- _Task_
State the number of lines in the following data that include the word "Some", with no other text.

- _Supplied entries_
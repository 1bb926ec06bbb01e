//! The in-memory form of a G-EQDSK equilibrium.
//!
//! A file maps onto an [`EquilibriumRecord`] by position, not by name: the 20 scalar
//! slots, the profile arrays, the flux grid and the two boundary polylines are always
//! read and written in the same order. That order is held in [`SCALAR_LAYOUT`] and in
//! the codec functions in [`crate::de`] and [`crate::ser`].
//!
//! ```
//! # use geqdsk::record::{EquilibriumRecord, ScalarSlot};
//! let mut rec = EquilibriumRecord::new(3, 4);
//! rec.set_scalar(ScalarSlot::Bcentr, -2.1);
//! assert_eq!(rec.scalars.bcentr, -2.1);
//! assert_eq!(rec.psirz.nrows(), 3);
//! assert_eq!(rec.psirz.ncols(), 4);
//! ```
use std::fmt::Display;

use crate::eqdsk_error::{EError, EResult};

/// Contents of the first line of a file: the free-text case label and the three
/// trailing integers.
#[derive(Debug, Clone, PartialEq, Eq)]
pub struct Header {
    pub case: Vec<String>,
    pub idum: i64,
    pub nw: usize,
    pub nh: usize,
}

/// Names of the scalar values stored in the scalar block.
///
/// Several names occupy more than one slot in [`SCALAR_LAYOUT`]; see there.
#[derive(Debug, Clone, Copy, PartialEq, Eq)]
pub enum ScalarSlot {
    Rdim,
    Zdim,
    Rcentr,
    Rleft,
    Zmid,
    Rmaxis,
    Zmaxis,
    Simag,
    Sibry,
    Bcentr,
    Current,
    Xdum,
}

impl Display for ScalarSlot {
    fn fmt(&self, f: &mut std::fmt::Formatter<'_>) -> std::fmt::Result {
        write!(f, "{}", self.name())
    }
}

impl ScalarSlot {
    pub fn name(&self) -> &'static str {
        match self {
            ScalarSlot::Rdim => "rdim",
            ScalarSlot::Zdim => "zdim",
            ScalarSlot::Rcentr => "rcentr",
            ScalarSlot::Rleft => "rleft",
            ScalarSlot::Zmid => "zmid",
            ScalarSlot::Rmaxis => "rmaxis",
            ScalarSlot::Zmaxis => "zmaxis",
            ScalarSlot::Simag => "simag",
            ScalarSlot::Sibry => "sibry",
            ScalarSlot::Bcentr => "bcentr",
            ScalarSlot::Current => "current",
            ScalarSlot::Xdum => "xdum",
        }
    }
}

/// The on-disk order of the 20 values in the scalar block.
///
/// `simag`, `rmaxis`, `zmaxis` and `sibry` appear twice and `xdum` five times. When
/// reading, the last occurrence of a name sets its value; when writing, every slot
/// gets the one stored value.
pub const SCALAR_LAYOUT: [ScalarSlot; 20] = [
    ScalarSlot::Rdim, ScalarSlot::Zdim, ScalarSlot::Rcentr, ScalarSlot::Rleft, ScalarSlot::Zmid,
    ScalarSlot::Rmaxis, ScalarSlot::Zmaxis, ScalarSlot::Simag, ScalarSlot::Sibry, ScalarSlot::Bcentr,
    ScalarSlot::Current, ScalarSlot::Simag, ScalarSlot::Xdum, ScalarSlot::Rmaxis, ScalarSlot::Xdum,
    ScalarSlot::Zmaxis, ScalarSlot::Xdum, ScalarSlot::Sibry, ScalarSlot::Xdum, ScalarSlot::Xdum,
];

/// The geometry and field scalars of an equilibrium.
#[derive(Debug, Clone, Copy, Default, PartialEq)]
#[cfg_attr(feature = "serde", derive(serde::Serialize, serde::Deserialize))]
pub struct Scalars {
    pub rdim: f64,
    pub zdim: f64,
    pub rcentr: f64,
    pub rleft: f64,
    pub zmid: f64,
    pub rmaxis: f64,
    pub zmaxis: f64,
    pub simag: f64,
    pub sibry: f64,
    pub bcentr: f64,
    pub current: f64,
    pub xdum: f64,
}

impl Scalars {
    pub fn get(&self, slot: ScalarSlot) -> f64 {
        match slot {
            ScalarSlot::Rdim => self.rdim,
            ScalarSlot::Zdim => self.zdim,
            ScalarSlot::Rcentr => self.rcentr,
            ScalarSlot::Rleft => self.rleft,
            ScalarSlot::Zmid => self.zmid,
            ScalarSlot::Rmaxis => self.rmaxis,
            ScalarSlot::Zmaxis => self.zmaxis,
            ScalarSlot::Simag => self.simag,
            ScalarSlot::Sibry => self.sibry,
            ScalarSlot::Bcentr => self.bcentr,
            ScalarSlot::Current => self.current,
            ScalarSlot::Xdum => self.xdum,
        }
    }

    pub fn set(&mut self, slot: ScalarSlot, value: f64) {
        let field = match slot {
            ScalarSlot::Rdim => &mut self.rdim,
            ScalarSlot::Zdim => &mut self.zdim,
            ScalarSlot::Rcentr => &mut self.rcentr,
            ScalarSlot::Rleft => &mut self.rleft,
            ScalarSlot::Zmid => &mut self.zmid,
            ScalarSlot::Rmaxis => &mut self.rmaxis,
            ScalarSlot::Zmaxis => &mut self.zmaxis,
            ScalarSlot::Simag => &mut self.simag,
            ScalarSlot::Sibry => &mut self.sibry,
            ScalarSlot::Bcentr => &mut self.bcentr,
            ScalarSlot::Current => &mut self.current,
            ScalarSlot::Xdum => &mut self.xdum,
        };
        *field = value;
    }
}

/// A 2D array stored row-major: element `(i, j)` lives at flat index `i * ncols + j`.
///
/// This is the order `psirz` has on disk, with rows along `nw` and the `nh` index
/// varying fastest.
#[derive(Debug, Clone, PartialEq)]
#[cfg_attr(feature = "serde", derive(serde::Serialize, serde::Deserialize))]
pub struct FluxGrid {
    nrows: usize,
    ncols: usize,
    values: Vec<f64>,
}

impl FluxGrid {
    /// Create a grid of zeros.
    pub fn new(nrows: usize, ncols: usize) -> Self {
        Self { nrows, ncols, values: vec![0.0; nrows * ncols] }
    }

    /// Wrap a flat row-major vector. Returns `None` if its length is not `nrows * ncols`.
    pub fn from_flat(nrows: usize, ncols: usize, values: Vec<f64>) -> Option<Self> {
        if values.len() == nrows * ncols {
            Some(Self { nrows, ncols, values })
        } else {
            None
        }
    }

    /// Build a grid from rows, which must all have the same length.
    pub fn from_rows<R: AsRef<[f64]>>(rows: &[R]) -> Option<Self> {
        let nrows = rows.len();
        let ncols = rows.first().map(|r| r.as_ref().len()).unwrap_or(0);
        let mut values = Vec::with_capacity(nrows * ncols);
        for row in rows {
            let row = row.as_ref();
            if row.len() != ncols {
                return None;
            }
            values.extend_from_slice(row);
        }
        Some(Self { nrows, ncols, values })
    }

    pub fn nrows(&self) -> usize {
        self.nrows
    }

    pub fn ncols(&self) -> usize {
        self.ncols
    }

    pub fn get(&self, i: usize, j: usize) -> Option<f64> {
        if i < self.nrows && j < self.ncols {
            self.values.get(i * self.ncols + j).copied()
        } else {
            None
        }
    }

    /// Set element `(i, j)`.
    ///
    /// # Panics
    /// Panics if `(i, j)` is outside the grid.
    pub fn set(&mut self, i: usize, j: usize, value: f64) {
        assert!(i < self.nrows && j < self.ncols, "index ({i}, {j}) out of bounds for a {}x{} grid", self.nrows, self.ncols);
        self.values[i * self.ncols + j] = value;
    }

    pub fn row(&self, i: usize) -> &[f64] {
        &self.values[i * self.ncols..(i + 1) * self.ncols]
    }

    /// Iterate over the rows in order.
    pub fn rows(&self) -> impl Iterator<Item = &[f64]> + '_ {
        (0..self.nrows).map(move |i| self.row(i))
    }

    /// The values in on-disk order.
    pub fn as_slice(&self) -> &[f64] {
        &self.values
    }

    pub(crate) fn push_row(&mut self, row: Vec<f64>) {
        debug_assert_eq!(row.len(), self.ncols);
        self.values.extend(row);
        self.nrows += 1;
    }

    pub(crate) fn with_row_capacity(nrows: usize, ncols: usize) -> Self {
        Self { nrows: 0, ncols, values: Vec::with_capacity(nrows.saturating_mul(ncols).min(1 << 20)) }
    }
}

/// The plasma boundary and limiter polylines as read from the end of a file.
///
/// A count of zero or less is kept as read, while its `r`/`z` arrays hold the single
/// placeholder point `[0.0]`.
#[derive(Debug, Clone, PartialEq)]
pub struct Boundaries {
    pub nbbbs: i64,
    pub limitr: i64,
    pub rbbbs: Vec<f64>,
    pub zbbbs: Vec<f64>,
    pub rlim: Vec<f64>,
    pub zlim: Vec<f64>,
}

/// A complete G-EQDSK equilibrium.
#[derive(Debug, Clone, PartialEq)]
#[cfg_attr(feature = "serde", derive(serde::Serialize, serde::Deserialize))]
pub struct EquilibriumRecord {
    /// Free-text case label from the header. Not written back out.
    pub case: Vec<String>,
    /// Third-to-last integer of the header. Not written back out.
    pub idum: i64,
    pub nw: usize,
    pub nh: usize,
    pub scalars: Scalars,
    pub fpol: Vec<f64>,
    pub pres: Vec<f64>,
    pub ffprime: Vec<f64>,
    pub pprime: Vec<f64>,
    pub psirz: FluxGrid,
    pub qpsi: Vec<f64>,
    pub nbbbs: i64,
    pub limitr: i64,
    pub rbbbs: Vec<f64>,
    pub zbbbs: Vec<f64>,
    pub rlim: Vec<f64>,
    pub zlim: Vec<f64>,
}

impl EquilibriumRecord {
    /// Create an all-zero record on an `nw` by `nh` grid with placeholder boundaries.
    pub fn new(nw: usize, nh: usize) -> Self {
        Self {
            case: vec![],
            idum: 0,
            nw,
            nh,
            scalars: Scalars::default(),
            fpol: vec![0.0; nw],
            pres: vec![0.0; nw],
            ffprime: vec![0.0; nw],
            pprime: vec![0.0; nw],
            psirz: FluxGrid::new(nw, nh),
            qpsi: vec![0.0; nw],
            nbbbs: 0,
            limitr: 0,
            rbbbs: vec![0.0],
            zbbbs: vec![0.0],
            rlim: vec![0.0],
            zlim: vec![0.0],
        }
    }

    pub fn scalar(&self, slot: ScalarSlot) -> f64 {
        self.scalars.get(slot)
    }

    pub fn set_scalar(&mut self, slot: ScalarSlot, value: f64) {
        self.scalars.set(slot, value)
    }

    /// Replace the plasma boundary, keeping `nbbbs` in step with it.
    pub fn set_plasma_boundary(&mut self, r: Vec<f64>, z: Vec<f64>) {
        self.nbbbs = r.len() as i64;
        self.rbbbs = r;
        self.zbbbs = z;
    }

    /// Replace the limiter, keeping `limitr` in step with it.
    pub fn set_limiter(&mut self, r: Vec<f64>, z: Vec<f64>) {
        self.limitr = r.len() as i64;
        self.rlim = r;
        self.zlim = z;
    }

    /// `true` if the file declared a plasma boundary, i.e. `rbbbs`/`zbbbs` are not the placeholder.
    pub fn has_plasma_boundary(&self) -> bool {
        self.nbbbs > 0
    }

    /// `true` if the file declared a limiter, i.e. `rlim`/`zlim` are not the placeholder.
    pub fn has_limiter(&self) -> bool {
        self.limitr > 0
    }

    /// The `(nbbbs, limitr)` counts a serializer will write for this record.
    ///
    /// These are the lengths of the stored arrays, so a record holding the placeholder
    /// boundary reports 1 even though `nbbbs` is 0.
    pub fn written_boundary_counts(&self) -> (usize, usize) {
        (self.rbbbs.len(), self.rlim.len())
    }

    /// Check that every array has the length the record's dimensions require and that
    /// no value is infinite.
    pub fn validate(&self) -> EResult<()> {
        let profiles: [(&'static str, &Vec<f64>); 5] = [
            ("fpol", &self.fpol),
            ("pres", &self.pres),
            ("ffprime", &self.ffprime),
            ("pprime", &self.pprime),
            ("qpsi", &self.qpsi),
        ];
        for (field, values) in profiles {
            check_len(field, self.nw, values.len())?;
        }

        check_len("psirz rows", self.nw, self.psirz.nrows())?;
        check_len("psirz columns", self.nh, self.psirz.ncols())?;
        check_len("psirz values", self.nw.saturating_mul(self.nh), self.psirz.as_slice().len())?;
        check_len("zbbbs", self.rbbbs.len(), self.zbbbs.len())?;
        check_len("zlim", self.rlim.len(), self.zlim.len())?;

        // NaN has a text form; infinities do not.
        let scalars = SCALAR_LAYOUT.iter().map(|&slot| self.scalar(slot));
        let arrays = [&self.fpol, &self.pres, &self.ffprime, &self.pprime, &self.qpsi, &self.rbbbs, &self.zbbbs, &self.rlim, &self.zlim];
        let all_values = scalars
            .chain(arrays.into_iter().flatten().copied())
            .chain(self.psirz.as_slice().iter().copied());
        for value in all_values {
            if value.is_infinite() {
                return Err(EError::NonFiniteValue { value });
            }
        }
        Ok(())
    }

    pub(crate) fn from_parts(header: Header, scalars: Scalars, profiles: Profiles, boundaries: Boundaries) -> Self {
        Self {
            case: header.case,
            idum: header.idum,
            nw: header.nw,
            nh: header.nh,
            scalars,
            fpol: profiles.fpol,
            pres: profiles.pres,
            ffprime: profiles.ffprime,
            pprime: profiles.pprime,
            psirz: profiles.psirz,
            qpsi: profiles.qpsi,
            nbbbs: boundaries.nbbbs,
            limitr: boundaries.limitr,
            rbbbs: boundaries.rbbbs,
            zbbbs: boundaries.zbbbs,
            rlim: boundaries.rlim,
            zlim: boundaries.zlim,
        }
    }
}

/// The profile arrays and flux grid, in the order they are read.
#[derive(Debug, Clone, PartialEq)]
pub struct Profiles {
    pub fpol: Vec<f64>,
    pub pres: Vec<f64>,
    pub ffprime: Vec<f64>,
    pub pprime: Vec<f64>,
    pub psirz: FluxGrid,
    pub qpsi: Vec<f64>,
}

fn check_len(field: &'static str, expected: usize, found: usize) -> EResult<()> {
    if expected == found {
        Ok(())
    } else {
        Err(EError::ShapeMismatch { field, expected, found })
    }
}
//! Read and write G-EQDSK magnetic equilibrium files.
//!
//! ```
//! use geqdsk::{EquilibriumRecord, from_str, to_string};
//!
//! let mut rec = EquilibriumRecord::new(4, 3);
//! rec.qpsi = vec![1.0, 1.5, 2.5, 4.0];
//! let text = to_string(&rec).unwrap();
//! let rec2 = from_str(&text).unwrap();
//! assert_eq!(rec2.qpsi, rec.qpsi);
//! ```
extern crate pest;
#[macro_use]
extern crate pest_derive;
pub mod eqdsk_error;
pub mod record;
pub mod tokens;
pub(crate) mod parsing;
pub mod de;
pub mod ser;
#[cfg(feature = "dataframes")]
pub mod dataframes;

pub use eqdsk_error::{EError, EResult};
pub use record::{EquilibriumRecord, FluxGrid, Scalars, ScalarSlot};
pub use de::{from_path, from_reader, from_str, DeSettings};
pub use ser::{to_path, to_string, to_writer, SerSettings};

- _Reply to the task_
2